Problem requirements :: Repeat every entry below exactly.

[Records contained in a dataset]

● ● ●

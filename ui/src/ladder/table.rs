use dioxus::prelude::*;

use crate::core::format;
use crate::core::ladder::{Column, IntervalLabel, LadderEntry, SortDirection, SortKey};
use crate::core::session::LadderStatus;
use crate::core::view_state::{ViewAction, ViewState};

use super::{use_ladder, LadderHandle};

/// Sortable standings. Clicking a row opens the detail panel; the checkbox
/// adds the character to the comparison.
#[component]
pub fn LadderTable() -> Element {
    let ladder = use_ladder();
    let session = ladder.session.read();
    let state = session.state().clone();
    let status = session.status().clone();
    let rows = session.rows().to_vec();
    let total = session.standings().len();
    drop(session);

    let columns: Vec<Column> = Column::ALL
        .into_iter()
        .filter(|column| !state.is_hidden(*column))
        .collect();

    let body = match status {
        LadderStatus::Loading => rsx! {
            p { class: "ladder-card__placeholder", "Loading standings…" }
        },
        LadderStatus::Failed(message) => rsx! {
            div { class: "ladder-card__error",
                p { "Couldn't load the ladder: {message}" }
                button {
                    r#type: "button",
                    class: "button button--primary",
                    onclick: move |_| ladder.refresh(),
                    "Try again"
                }
            }
        },
        LadderStatus::Ready if rows.is_empty() => rsx! {
            p { class: "ladder-card__placeholder", "No characters match the current filters." }
        },
        LadderStatus::Ready => rsx! {
            table { class: "ladder-table",
                thead {
                    tr {
                        th { class: "ladder-table__compare", title: "Compare", "⇄" }
                        for column in columns.iter().copied() {
                            {header_cell(ladder, column, &state)}
                        }
                    }
                }
                tbody {
                    for entry in rows.iter() {
                        {row(ladder, entry, &columns, &state)}
                    }
                }
            }
        },
    };

    rsx! {
        section { class: "ladder-card ladder-table-card",
            div { class: "ladder-card__header",
                h2 { "Standings" }
                if total > 0 {
                    span { class: "ladder-card__meta", "{rows.len()} of {total} shown" }
                }
            }
            div { class: "ladder-table__scroll", {body} }
        }
    }
}

fn header_cell(ladder: LadderHandle, column: Column, state: &ViewState) -> Element {
    let Some(key) = column.sort_key() else {
        return rsx! {
            th { key: "{column.label()}", "{column.label()}" }
        };
    };

    let active = state.sort_key == key;
    let arrow = match (active, state.sort_direction) {
        (false, _) => "",
        (true, SortDirection::Ascending) => " ▲",
        (true, SortDirection::Descending) => " ▼",
    };
    let aria_sort = match (active, state.sort_direction) {
        (false, _) => "none",
        (true, SortDirection::Ascending) => "ascending",
        (true, SortDirection::Descending) => "descending",
    };
    let label = column_title(column, state.ladder_interval);

    rsx! {
        th {
            key: "{label}",
            class: if active { "ladder-table__sortable ladder-table__sortable--active" } else { "ladder-table__sortable" },
            aria_sort: aria_sort,
            onclick: move |_| ladder.act(ViewAction::SortBy(key)),
            "{label}{arrow}"
        }
    }
}

fn column_title(column: Column, interval: IntervalLabel) -> String {
    match column.sort_key() {
        Some(SortKey::XpRate) | Some(SortKey::RankChange) => {
            format!("{} ({interval})", column.label())
        }
        _ => column.label().to_string(),
    }
}

fn row(ladder: LadderHandle, entry: &LadderEntry, columns: &[Column], state: &ViewState) -> Element {
    let name = entry.name.clone();
    let compare_name = entry.name.clone();
    let selected = state.selected.as_deref() == Some(entry.name.as_str());
    let compared = state.is_compared(&entry.name);
    let class = match (selected, entry.dead) {
        (true, true) => "ladder-table__row ladder-table__row--active ladder-table__row--dead",
        (true, false) => "ladder-table__row ladder-table__row--active",
        (false, true) => "ladder-table__row ladder-table__row--dead",
        (false, false) => "ladder-table__row",
    };

    rsx! {
        tr {
            key: "{entry.name}",
            class: class,
            onclick: move |_| ladder.act(ViewAction::Select(Some(name.clone()))),
            td { class: "ladder-table__compare",
                input {
                    r#type: "checkbox",
                    checked: compared,
                    aria_label: "Compare {entry.name}",
                    onclick: move |evt: MouseEvent| evt.stop_propagation(),
                    onchange: move |_| ladder.act(ViewAction::ToggleCompare(compare_name.clone())),
                }
            }
            for column in columns.iter().copied() {
                {cell(entry, column, state.ladder_interval)}
            }
        }
    }
}

fn cell(entry: &LadderEntry, column: Column, interval: IntervalLabel) -> Element {
    match column {
        Column::Rank => rsx! {
            td { class: "ladder-table__num", "{format::format_optional(entry.rank)}" }
        },
        Column::Name => rsx! {
            td { class: "ladder-table__name",
                "{entry.name}"
                if entry.dead {
                    span { class: "ladder-table__dead", title: "Dead", " ☠" }
                }
            }
        },
        Column::Class => rsx! { td { "{entry.class}" } },
        Column::Account => rsx! { td { "{entry.account}" } },
        Column::Level => rsx! { td { class: "ladder-table__num", "{entry.level}" } },
        Column::Experience => rsx! {
            td { class: "ladder-table__num", title: "{entry.experience}", "{format::format_xp(entry.experience)}" }
        },
        Column::XpRate => rsx! {
            td { class: "ladder-table__num", "{format::format_rate(entry.xp_rate(interval) as f64)}" }
        },
        Column::RankChange => {
            let change = entry.rank_change(interval);
            rsx! {
                td { class: "ladder-table__num",
                    span { class: "rank-change {format::rank_change_class(change)}", "{format::format_rank_change(change)}" }
                }
            }
        }
        Column::Depth => {
            let solo = entry
                .depth_solo
                .map(|d| format!("solo {d}"))
                .unwrap_or_default();
            rsx! {
                td { class: "ladder-table__num", title: "{solo}", "{format::format_optional(entry.depth)}" }
            }
        }
        Column::Challenges => rsx! {
            td { class: "ladder-table__num", "{entry.challenges}/{entry.challenges_max}" }
        },
        Column::Twitch => match &entry.twitch {
            Some(channel) => rsx! {
                td {
                    a {
                        href: "https://twitch.tv/{channel}",
                        target: "_blank",
                        rel: "noopener",
                        onclick: move |evt: MouseEvent| evt.stop_propagation(),
                        "{channel}"
                    }
                }
            },
            None => rsx! { td { "{format::MISSING}" } },
        },
    }
}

● ● ●

Output for this exercise ::
filename ui/src/ladder/table.rs
use dioxus::prelude::*;

use crate::core::format;
use crate::core::ladder::{Column, IntervalLabel, LadderEntry, SortDirection, SortKey};
use crate::core::session::LadderStatus;
use crate::core::view_state::{ViewAction, ViewState};

use super::{use_ladder, LadderHandle};

/// Sortable standings. Clicking a row opens the detail panel; the checkbox
/// adds the character to the comparison.
#[component]
pub fn LadderTable() -> Element {
    let ladder = use_ladder();
    let session = ladder.session.read();
    let state = session.state().clone();
    let status = session.status().clone();
    let rows = session.rows().to_vec();
    let total = session.standings().len();
    drop(session);

    let columns: Vec<Column> = Column::ALL
        .into_iter()
        .filter(|column| !state.is_hidden(*column))
        .collect();

    let body = match status {
        LadderStatus::Loading => rsx! {
            p { class: "ladder-card__placeholder", "Loading standings…" }
        },
        LadderStatus::Failed(message) => rsx! {
            div { class: "ladder-card__error",
                p { "Couldn't load the ladder: {message}" }
                button {
                    r#type: "button",
                    class: "button button--primary",
                    onclick: move |_| ladder.refresh(),
                    "Try again"
                }
            }
        },
        LadderStatus::Ready if rows.is_empty() => rsx! {
            p { class: "ladder-card__placeholder", "No characters match the current filters." }
        },
        LadderStatus::Ready => rsx! {
            table { class: "ladder-table",
                thead {
                    tr {
                        th { class: "ladder-table__compare", title: "Compare", "⇄" }
                        for column in columns.iter().copied() {
                            {header_cell(ladder, column, &state)}
                        }
                    }
                }
                tbody {
                    for entry in rows.iter() {
                        {row(ladder, entry, &columns, &state)}
                    }
                }
            }
        },
    };

    rsx! {
        section { class: "ladder-card ladder-table-card",
            div { class: "ladder-card__header",
                h2 { "Standings" }
                if total > 0 {
                    span { class: "ladder-card__meta", "{rows.len()} of {total} shown" }
                }
            }
            div { class: "ladder-table__scroll", {body} }
        }
    }
}

fn header_cell(ladder: LadderHandle, column: Column, state: &ViewState) -> Element {
    let Some(key) = column.sort_key() else {
        return rsx! {
            th { key: "{column.label()}", "{column.label()}" }
        };
    };

    let active = state.sort_key == key;
    let arrow = match (active, state.sort_direction) {
        (false, _) => "",
        (true, SortDirection::Ascending) => " ▲",
        (true, SortDirection::Descending) => " ▼",
    };
    let aria_sort = match (active, state.sort_direction) {
        (false, _) => "none",
        (true, SortDirection::Ascending) => "ascending",
        (true, SortDirection::Descending) => "descending",
    };
    let label = column_title(column, state.ladder_interval);

    rsx! {
        th {
            key: "{label}",
            class: if active { "ladder-table__sortable ladder-table__sortable--active" } else { "ladder-table__sortable" },
            aria_sort: aria_sort,
            onclick: move |_| ladder.act(ViewAction::SortBy(key)),
            "{label}{arrow}"
        }
    }
}

fn column_title(column: Column, interval: IntervalLabel) -> String {
    match column.sort_key() {
        Some(SortKey::XpRate) | Some(SortKey::RankChange) => {
            format!("{} ({interval})", column.label())
        }
        _ => column.label().to_string(),
    }
}

fn row(ladder: LadderHandle, entry: &LadderEntry, columns: &[Column], state: &ViewState) -> Element {
    let name = entry.name.clone();
    let compare_name = entry.name.clone();
    let selected = state.selected.as_deref() == Some(entry.name.as_str());
    let compared = state.is_compared(&entry.name);
    let class = match (selected, entry.dead) {
        (true, true) => "ladder-table__row ladder-table__row--active ladder-table__row--dead",
        (true, false) => "ladder-table__row ladder-table__row--active",
        (false, true) => "ladder-table__row ladder-table__row--dead",
        (false, false) => "ladder-table__row",
    };

    rsx! {
        tr {
            key: "{entry.name}",
            class: class,
            onclick: move |_| ladder.act(ViewAction::Select(Some(name.clone()))),
            td { class: "ladder-table__compare",
                input {
                    r#type: "checkbox",
                    checked: compared,
                    aria_label: "Compare {entry.name}",
                    onclick: move |evt: MouseEvent| evt.stop_propagation(),
                    onchange: move |_| ladder.act(ViewAction::ToggleCompare(compare_name.clone())),
                }
            }
            for column in columns.iter().copied() {
                {cell(entry, column, state.ladder_interval)}
            }
        }
    }
}

fn cell(entry: &LadderEntry, column: Column, interval: IntervalLabel) -> Element {
    match column {
        Column::Rank => rsx! {
            td { class: "ladder-table__num", "{format::format_optional(entry.rank)}" }
        },
        Column::Name => rsx! {
            td { class: "ladder-table__name",
                "{entry.name}"
                if entry.dead {
                    span { class: "ladder-table__dead", title: "Dead", " ☠" }
                }
            }
        },
        Column::Class => rsx! { td { "{entry.class}" } },
        Column::Account => rsx! { td { "{entry.account}" } },
        Column::Level => rsx! { td { class: "ladder-table__num", "{entry.level}" } },
        Column::Experience => rsx! {
            td { class: "ladder-table__num", title: "{entry.experience}", "{format::format_xp(entry.experience)}" }
        },
        Column::XpRate => rsx! {
            td { class: "ladder-table__num", "{format::format_rate(entry.xp_rate(interval) as f64)}" }
        },
        Column::RankChange => {
            let change = entry.rank_change(interval);
            rsx! {
                td { class: "ladder-table__num",
                    span { class: "rank-change {format::rank_change_class(change)}", "{format::format_rank_change(change)}" }
                }
            }
        }
        Column::Depth => {
            let solo = entry
                .depth_solo
                .map(|d| format!("solo {d}"))
                .unwrap_or_default();
            rsx! {
                td { class: "ladder-table__num", title: "{solo}", "{format::format_optional(entry.depth)}" }
            }
        }
        Column::Challenges => rsx! {
            td { class: "ladder-table__num", "{entry.challenges}/{entry.challenges_max}" }
        },
        Column::Twitch => match &entry.twitch {
            Some(channel) => rsx! {
                td {
                    a {
                        href: "https://twitch.tv/{channel}",
                        target: "_blank",
                        rel: "noopener",
                        onclick: move |evt: MouseEvent| evt.stop_propagation(),
                        "{channel}"
                    }
                }
            },
            None => rsx! { td { "{format::MISSING}" } },
        },
    }
}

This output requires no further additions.